L'Algérie est très riche. Par son histoire. Ses habitants ont dû, des siècles durant, apprendre à survivre contre la domination. L'Algérien est donc mû par l'instinct de survie et l'individualisme, dans un environnement ou toute structure est laminée et la capacité à diriger sont inexistants . L'individualisme débrouillard de ce peuple ne suffit plus. L'Algérien, de par sa longue histoire de dominations, est passé maître dans l'art du double jeu.

L'image de la classe politique est dans l'ensemble négative. L'idée que l'Algérie n'est pas un état de droit est couramment répandue. Les abus d'autorité sont effectivement nombreux. En outre, l'Algérie est classée comme l'un des pays les plus corrompus du monde. Il ne fait aucun doute que la vie économique du pays est largement contrôlée par des groupes oligarchiques aux méthodes mafieuses et que les agents de l'Etat sont souvent corrompus.

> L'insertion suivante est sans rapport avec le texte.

#[cfg(test)]
mod tests {
    use super::*;

    fn record(pid: u32, ppid: u32, command: &str) -> ProcessRecord {
        ProcessRecord::new(pid, ppid, command, command)
    }

    #[test]
    fn test_target_display() {
        assert_eq!(Target::pid("42").to_string(), "PID 42");
        assert_eq!(Target::port("8080").to_string(), "port 8080");
        assert_eq!(Target::name("nginx").to_string(), "\"nginx\"");
    }

    #[test]
    fn test_process_state_from_code() {
        assert_eq!(ProcessState::from_code("Ss+"), ProcessState::Sleeping);
        assert_eq!(ProcessState::from_code("Z"), ProcessState::Zombie);
        assert_eq!(ProcessState::from_code("t"), ProcessState::Stopped);
        assert_eq!(ProcessState::from_code(""), ProcessState::Unknown);
    }

    #[test]
    fn test_record_name_falls_back_to_argv0() {
        let rec = ProcessRecord::new(7, 1, "", "/usr/local/bin/node server.js");
        assert_eq!(rec.name(), "node");
        assert_eq!(rec.display_cmdline(), "/usr/local/bin/node server.js");

        let kthread = ProcessRecord::new(2, 0, "kthreadd", "");
        assert_eq!(kthread.display_cmdline(), "kthreadd");
    }

    #[test]
    fn test_chain_rejects_empty_and_duplicates() {
        assert!(AncestryChain::from_root_first(vec![]).is_none());
        assert!(AncestryChain::from_root_first(vec![
            record(1, 0, "init"),
            record(5, 1, "sh"),
            record(1, 5, "init"),
        ])
        .is_none());
    }

    #[test]
    fn test_chain_accessors() {
        let chain = AncestryChain::from_root_first(vec![
            record(1, 0, "init"),
            record(50, 1, "sshd"),
            record(120, 50, "bash"),
        ])
        .unwrap();

        assert_eq!(chain.root().pid, 1);
        assert_eq!(chain.target().pid, 120);
        assert_eq!(chain.ancestors().len(), 2);
        assert_eq!(
            chain.iter_nearest_first().map(|r| r.pid).collect::<Vec<_>>(),
            vec![120, 50, 1]
        );
        assert!(chain.contains_pid(50));
        assert_eq!(chain.broken_at(), None);
    }

    #[test]
    fn test_restart_count() {
        let chain = AncestryChain::from_root_first(vec![
            record(1, 0, "init"),
            record(10, 1, "node"),
            record(11, 10, "node"),
            record(12, 11, "node"),
        ])
        .unwrap();
        assert_eq!(chain.restart_count(), 2);
    }

    #[test]
    fn test_source_confidence_levels() {
        assert_eq!(Source::new(SourceKind::Shell, "bash", 0.5).level(), Confidence::Medium);
        assert_eq!(Source::new(SourceKind::Supervisor, "pm2", 0.9).level(), Confidence::High);
        assert_eq!(Source::unknown().level(), Confidence::Low);
        assert_eq!(Source::new(SourceKind::Cron, "cron", 1.7).confidence, 1.0);
    }

    #[test]
    fn test_warning_serializes_tagged() {
        let json = serde_json::to_string(&Warning::ParentExited { last_known_ppid: 9 }).unwrap();
        assert_eq!(json, r#"{"type":"parent_exited","details":{"last_known_ppid":9}}"#);
    }
}
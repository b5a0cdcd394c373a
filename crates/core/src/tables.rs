//! Launch-mechanism name tables
//!
//! Plain data consumed by the classifier and the name resolver. Defaults are
//! built in; extra entries can be appended from the configuration file.

use serde::{Deserialize, Serialize};
use std::collections::BTreeMap;

/// Every lookup table the classifier and resolver consult
#[derive(Debug, Clone, PartialEq, Serialize, Deserialize)]
#[serde(default)]
pub struct LaunchTables {
    /// Interactive shell command names
    pub shells: Vec<String>,
    /// Supervisor / service-wrapper command name -> label
    pub supervisors: BTreeMap<String, String>,
    /// Generic init-role command name -> label; skipped when a shell is in the chain
    pub init_roles: BTreeMap<String, String>,
    /// Dedicated process-manager families, matched by substring
    pub process_managers: Vec<String>,
    /// Container runtime helper command name -> runtime
    pub container_runtimes: BTreeMap<String, String>,
    /// Scheduled-task runner command name -> label
    pub cron_runners: BTreeMap<String, String>,
    /// Text-filtering utilities excluded from name matches
    pub filter_utilities: Vec<String>,
}

fn owned_map(pairs: &[(&str, &str)]) -> BTreeMap<String, String> {
    pairs
        .iter()
        .map(|(k, v)| (k.to_string(), v.to_string()))
        .collect()
}

fn owned_list(items: &[&str]) -> Vec<String> {
    items.iter().map(|s| s.to_string()).collect()
}

impl Default for LaunchTables {
    fn default() -> Self {
        Self {
            shells: owned_list(&["bash", "zsh", "sh", "fish", "csh", "tcsh", "ksh", "dash"]),
            supervisors: owned_map(&[
                ("pm2", "pm2"),
                ("pm2 god", "pm2"),
                ("supervisord", "supervisord"),
                ("supervisor", "supervisord"),
                ("gunicorn", "gunicorn"),
                ("uwsgi", "uwsgi"),
                ("s6-supervise", "s6"),
                ("s6", "s6"),
                ("s6-svscan", "s6"),
                ("runsv", "runit"),
                ("runit", "runit"),
                ("openrc", "openrc"),
                ("monit", "monit"),
                ("circusd", "circus"),
                ("circus", "circus"),
                ("systemctl", "systemd service"),
                ("daemontools", "daemontools"),
                ("initctl", "upstart"),
                ("tini", "tini"),
                ("docker-init", "docker-init"),
                ("podman-init", "podman-init"),
                ("smf", "smf"),
                ("god", "god"),
                ("forever", "forever"),
                ("nssm", "nssm"),
            ]),
            init_roles: owned_map(&[
                ("init", "init"),
                ("systemd", "systemd"),
                ("launchd", "launchd"),
                ("openrc-init", "openrc"),
                ("runit-init", "runit"),
            ]),
            process_managers: owned_list(&["pm2"]),
            container_runtimes: owned_map(&[
                ("containerd-shim", "containerd"),
                ("containerd-shim-runc-v2", "containerd"),
                ("conmon", "podman"),
                ("lxc-start", "lxc"),
                ("runc", "runc"),
                ("crun", "crun"),
            ]),
            cron_runners: owned_map(&[
                ("cron", "cron"),
                ("crond", "cron"),
                ("anacron", "anacron"),
                ("atd", "at"),
                ("fcron", "fcron"),
            ]),
            filter_utilities: owned_list(&["grep", "egrep", "fgrep", "rg", "ag", "ack"]),
        }
    }
}

/// Entries appended to the built-in tables
///
/// Same shape as [`LaunchTables`] but every field defaults to empty.
#[derive(Debug, Clone, Default, PartialEq, Serialize, Deserialize)]
#[serde(default)]
pub struct TableExtensions {
    pub shells: Vec<String>,
    pub supervisors: BTreeMap<String, String>,
    pub init_roles: BTreeMap<String, String>,
    pub process_managers: Vec<String>,
    pub container_runtimes: BTreeMap<String, String>,
    pub cron_runners: BTreeMap<String, String>,
    pub filter_utilities: Vec<String>,
}

impl TableExtensions {
    pub fn is_empty(&self) -> bool {
        self == &TableExtensions::default()
    }
}

/// Lowercased basename without a login-shell dash or `.exe` suffix
pub fn normalize_command(raw: &str) -> String {
    let trimmed = raw.trim().trim_start_matches('-');
    let base = trimmed.rsplit(['/', '\\']).next().unwrap_or(trimmed);
    let lower = base.to_lowercase();
    match lower.strip_suffix(".exe") {
        Some(stem) => stem.to_string(),
        None => lower,
    }
}

fn extend_list(list: &mut Vec<String>, extra: Vec<String>) {
    for item in extra {
        let item = normalize_command(&item);
        if !item.is_empty() && !list.contains(&item) {
            list.push(item);
        }
    }
}

fn extend_map(map: &mut BTreeMap<String, String>, extra: BTreeMap<String, String>) {
    for (key, label) in extra {
        let key = key.trim().to_lowercase();
        if !key.is_empty() {
            map.insert(key, label);
        }
    }
}

impl LaunchTables {
    /// Append configured entries; a repeated key replaces the built-in label
    pub fn extend(&mut self, extra: TableExtensions) {
        extend_list(&mut self.shells, extra.shells);
        extend_map(&mut self.supervisors, extra.supervisors);
        extend_map(&mut self.init_roles, extra.init_roles);
        extend_list(&mut self.process_managers, extra.process_managers);
        extend_map(&mut self.container_runtimes, extra.container_runtimes);
        extend_map(&mut self.cron_runners, extra.cron_runners);
        extend_list(&mut self.filter_utilities, extra.filter_utilities);
    }

    pub fn with_extensions(mut self, extra: TableExtensions) -> Self {
        self.extend(extra);
        self
    }

    /// Shell label for a command, if it is a known interactive shell
    pub fn shell_label(&self, command: &str) -> Option<String> {
        let name = normalize_command(command);
        self.shells.iter().find(|s| **s == name).cloned()
    }

    pub fn supervisor_label(&self, command: &str) -> Option<&str> {
        self.supervisors
            .get(&normalize_command(command))
            .map(String::as_str)
    }

    pub fn init_label(&self, command: &str) -> Option<&str> {
        self.init_roles
            .get(&normalize_command(command))
            .map(String::as_str)
    }

    /// Process-manager family whose name appears anywhere in `text`
    pub fn process_manager_in(&self, text: &str) -> Option<&str> {
        let lower = text.to_lowercase();
        self.process_managers
            .iter()
            .find(|pm| !pm.is_empty() && lower.contains(pm.as_str()))
            .map(String::as_str)
    }

    pub fn container_runtime(&self, command: &str) -> Option<&str> {
        self.container_runtimes
            .get(&normalize_command(command))
            .map(String::as_str)
    }

    pub fn cron_label(&self, command: &str) -> Option<&str> {
        self.cron_runners
            .get(&normalize_command(command))
            .map(String::as_str)
    }

    /// True for commands such as `grep` that would match the query text itself
    pub fn is_filter_utility(&self, command: &str) -> bool {
        let name = normalize_command(command);
        name.contains("grep") || self.filter_utilities.iter().any(|f| *f == name)
    }
}
//! Ancestry Walker
//!
//! Builds the chain of parent processes from a target process up to the root
//! of the process tree.

use crate::error::{SourceError, SourceResult};
use crate::models::{AncestryChain, ProcessRecord};
use crate::sources::ProcessTable;
use std::collections::HashSet;
use tracing::{debug, trace};

/// PID of the process-tree root on POSIX systems
const INIT_PID: u32 = 1;

/// Walk the parent chain of `pid`
///
/// Only a failure to read `pid` itself is an error. Later failures (a parent
/// exited mid-walk, or a cycle in a racy snapshot) end the walk and return what
/// was collected so far.
pub fn walk(processes: &dyn ProcessTable, pid: u32) -> SourceResult<AncestryChain> {
    let target = processes.read_process(pid)?;

    let mut nearest_first: Vec<ProcessRecord> = Vec::new();
    let mut visited: HashSet<u32> = HashSet::new();
    let mut broken_at = None;
    let mut current = target;

    loop {
        visited.insert(current.pid);
        let parent_pid = current.ppid;
        let at_root = current.pid == INIT_PID || parent_pid == 0 || parent_pid == current.pid;
        nearest_first.push(current);

        if at_root {
            break;
        }
        if visited.contains(&parent_pid) {
            debug!(pid = parent_pid, "Cycle in process ancestry, stopping walk");
            break;
        }

        match processes.read_process(parent_pid) {
            Ok(parent) => {
                trace!(pid = parent.pid, ppid = parent.ppid, command = %parent.command, "Ancestor");
                current = parent;
            }
            Err(e) => {
                debug!(ppid = parent_pid, error = %e, "Ancestor lookup failed, returning partial chain");
                broken_at = Some(parent_pid);
                break;
            }
        }
    }

    nearest_first.reverse();
    let chain = AncestryChain::from_root_first(nearest_first)
        .ok_or_else(|| SourceError::parse("ancestry", "walk produced an invalid chain"))?
        .with_broken_at(broken_at);
    Ok(chain)
}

La contrefaçon et la criminalité économique touchent des secteurs importants : Les cigarettes, les supports électroniques, l'électroménager, les pièces de rechange, les matériaux de construction et les médicaments. La mafia " économique " est issue essentiellement de dirigeants d'institutions et d'organisations publiques dont ils se sont attribué les biens qu'ils ont dévoyés. Nombre d'entre eux sont blanchis à leur actuelle. Leur préoccupation maintenant est de devenir politiquement " présentables ". Cette évolution est naturellement différente suivant les secteurs.

La situation économique s'assainie peu ou très longuement et la vie des affaires n'est pas moins floue. Le remboursement anticipé de la dette extérieure et surtout la bonne conjoncture du prix du pétrole ont permis à l'Algérie d'afficher une croissance qui ne l'est pas vraiment. La balance commerciale hors hydrocarbures est déficitaire de 59 milliards de dollars US annuellement.

La dilapidation des revenus pétroliers via des Méga Projets surévalués, à l'image du " Projet " de l'autoroute Est-ouest, qui affiche une somme de 11,4 milliards de dollars US (données du Ministère des TP) pour seulement 927 KM , soit l'équivalent de 10 Millions d'euros le Km linéaire, alors que chez le voisin marocain, l'autoroute Fès Oujda (328 km), qui passe par un relief beaucoup plus accidenté et totalement équipée, n'a coûté que 830 millions d'euros (cf. agence AFP), où 2,5 millions d'euros le Km linéaire, quatre fois moins cher, presque totalement financé par des fonds arabes et européens . La " surévaluation " est valable pour la majorité des projets déjà réalisés ou en cours.

Le niveau d'éducation, très insatisfaisant de la population, peut se révéler, cependant, un contrepoids insurmontable pour le développement économique de pays. D'une façon générale, le facteur humain est négatif. Il est presque impossible de trouver des collaborateurs compétents et de confiance.

L'Algérie vit la transition économique péniblement. La production industrielle régresse depuis des années, la consommation d'énergie augmente. Manifestement la productivité diminue. Une stratégie industrielle adaptée à la réalité algérienne ne voit toujours pas le jour.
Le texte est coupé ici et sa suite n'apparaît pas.